Because it is real time, open banking can transform working capital and liquidity management, says Eroglu, in an enthusiastic reminder of all open banking’s benefits. Companies can carry out instant payments from one account to another or pause payments at the touch of a button. It allows treasury to access all their transactions and balances instantaneously, giving a window into the entire dollar, sterling and yen positions in one go. By connecting to multiple banking relationships, companies can streamline and optimise invoicing, putting all their transactions into one place or paying them at the best time to optimise cash management. “There are things you can do much better when you have a 360 view of financial situation in real-time,” he says.
Open banking promises easier digital onboarding. Imagine a ‘passport API’ that sends all your information from a bank where you are already set up to a new one you want to join, easing a complex process frequently cited as a pain point for corporates. Similarly, it would allow bank credit committees to make quicker, more informed decisions to boost credit lines by sharing data.
Nor is any business too small or large to benefit. For large corporates, the technology can feed data directly into their Enterprise Resource Planning (ERP) systems, providing treasurers with insights on cash flow trends that can help them improve financial efficiency, suggests Andrea Melville, Managing Director and Head of Commercialisation and Propositions, Lloyds Bank Commercial Banking.
As for smaller companies (which find SWIFT too expensive and in excess of their needs, yet still need multiple bank accounts) it enables information sharing across one centralised platform as opposed to managing three or four separate banking relationships, a benefit that has crossed Madeira’s radar. “In this respect, open banking could ward off cyber security concerns and manage multiple authorisations and mandates. It would simplify processes and also keep things tight, centralised and secure,” he says.

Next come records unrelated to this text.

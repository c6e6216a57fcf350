//! Subscriptions of component properties to tree paths.

use std::cell::Cell;
use std::fmt;
use std::rc::Rc;
use std::sync::Arc;

use flowdown_foundation::{Path, SpliceOp, Value};
use tracing::warn;

use crate::component::{ComponentRef, same_component};
use crate::metadata::PropertyMeta;

/// A change as seen by one binding, with the path rebased onto the local
/// property name.
#[derive(Clone, Debug, PartialEq)]
pub enum Update {
    /// The bound value was replaced as a whole.
    Replace {
        /// Local property path.
        path: String,
        /// The new value.
        value: Value,
    },
    /// A value inside the bound value was replaced.
    Nested {
        /// Local path of the replaced value.
        path: String,
        /// The new value.
        value: Value,
    },
    /// A sequence at or inside the bound value was spliced.
    Splices {
        /// Local path of the spliced sequence.
        path: String,
        /// The sequence after the splice.
        value: Value,
        /// Edits in application order.
        splices: Vec<SpliceOp>,
    },
}

impl Update {
    /// Returns the local path the update targets.
    #[must_use]
    pub fn path(&self) -> &str {
        match self {
            Self::Replace { path, .. } | Self::Nested { path, .. } | Self::Splices { path, .. } => {
                path
            }
        }
    }

    /// Returns the value written at the local path.
    #[must_use]
    pub fn value(&self) -> &Value {
        match self {
            Self::Replace { value, .. }
            | Self::Nested { value, .. }
            | Self::Splices { value, .. } => value,
        }
    }
}

/// Callback invoked for each update delivered to a binding.
pub type UpdateFn = Rc<dyn Fn(&ComponentRef, &Update)>;

/// One property of one component subscribed to one tree path.
#[derive(Clone)]
pub struct Binding {
    component: ComponentRef,
    name: Arc<str>,
    property: PropertyMeta,
    path: Path,
    callback: UpdateFn,
    active: Rc<Cell<bool>>,
}

impl Binding {
    /// Creates a binding that writes updates into the local property and
    /// fires the component's notification hooks.
    #[must_use]
    pub fn new(
        component: ComponentRef,
        name: impl Into<Arc<str>>,
        property: PropertyMeta,
        path: Path,
    ) -> Self {
        Self::with_callback(component, name, property, path, apply_update)
    }

    /// Creates a binding with a custom update callback.
    #[must_use]
    pub fn with_callback(
        component: ComponentRef,
        name: impl Into<Arc<str>>,
        property: PropertyMeta,
        path: Path,
        callback: impl Fn(&ComponentRef, &Update) + 'static,
    ) -> Self {
        Self {
            component,
            name: name.into(),
            property,
            path,
            callback: Rc::new(callback),
            active: Rc::new(Cell::new(true)),
        }
    }

    /// Returns the bound component.
    #[must_use]
    pub fn component(&self) -> &ComponentRef {
        &self.component
    }

    /// Returns the local property name.
    #[must_use]
    pub fn name(&self) -> &str {
        &self.name
    }

    /// Returns the declaration the binding was created from.
    #[must_use]
    pub fn property(&self) -> &PropertyMeta {
        &self.property
    }

    /// Returns the absolute tree path the binding listens on.
    #[must_use]
    pub fn path(&self) -> &Path {
        &self.path
    }

    /// Returns true if the bound property declares an ordered sequence.
    #[must_use]
    pub fn is_sequence(&self) -> bool {
        self.property.is_sequence()
    }

    /// Returns true until the binding is unregistered.
    #[must_use]
    pub fn is_active(&self) -> bool {
        self.active.get()
    }

    /// Returns true if the binding belongs to `component`.
    #[must_use]
    pub fn belongs_to(&self, component: &ComponentRef) -> bool {
        same_component(&self.component, component)
    }

    /// Delivers an update to the callback.
    pub fn deliver(&self, update: &Update) {
        (self.callback)(&self.component, update);
    }

    pub(crate) fn deactivate(&self) {
        self.active.set(false);
    }
}

impl fmt::Debug for Binding {
    fn fmt(&self, f: &mut fmt::Formatter<'_>) -> fmt::Result {
        f.debug_struct("Binding")
            .field("name", &self.name)
            .field("path", &self.path)
            .field("active", &self.active.get())
            .finish_non_exhaustive()
    }
}

/// The default update behavior: write the local property, then notify.
///
/// A component that is already borrowed (an update arriving from inside its
/// own hook) is skipped.
pub fn apply_update(component: &ComponentRef, update: &Update) {
    let Ok(mut component) = component.try_borrow_mut() else {
        warn!(path = update.path(), "component busy, update skipped");
        return;
    };
    if let Err(error) = component.set(update.path(), update.value().clone()) {
        warn!(path = update.path(), %error, "could not write bound property");
        return;
    }
    match update {
        Update::Splices { path, splices, .. } => component.notify_splices(path, splices),
        Update::Replace { path, .. } | Update::Nested { path, .. } => component.notify_path(path),
    }
}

Elsewhere, Lloyds is currently testing an intelligent book-keeping solution for small businesses that combines data gathered from open banking with companies’ own invoices and expenses data. “It will help reduce the administration load for small and medium businesses and enable them to make better financial decisions through real-time cash forecasting and profit and loss information,” says Melville.
Lloyds is also using open banking technology to become a Payment Initiation Service Provider (PISP), a type of TPP authorised to make payments in and out of accounts. It creates a new receivables proposition that will allow its largest clients to improve the payment experience for its end customers. “On top of this, we’re developing new applications for APIs that corporates are starting to integrate directly into their own systems. A good example is an API that speeds-up the ‘time to decision’ for asset finance credit requests,” she says.
Investment
It’s the kind of product innovation and new customer propositions that are finally starting to trickle. But banks’ journey to becoming API-driven organisations, shifting to innovation and monetising open banking doesn’t just require a new mindset. It also needs investment, says Eroglu, who urges treasury teams and their banking partners to view open banking as an opportunity rather than a regulatory must. “Banks need to invest, especially in the regulated market. It means investing in technology and finding their way with the help of strategic and consulting advice. Banks need to make themselves open and agile and change their business models.”
Only then will they begin to think about distributing new products in different ways, rethink their target operational model and put themselves between multiple business models as a service, a platform and as third-party service provider – a position already grabbed by the tech groups and other API driven companies. In short, banks need to focus on corporate clients, and grab the opportunity to innovate in a win-win for banks and treasury. “We would consider changing bank accounts if we found that a bank starts racing ahead in terms of developing open banking tools we could take advantage of,” concludes Madeira.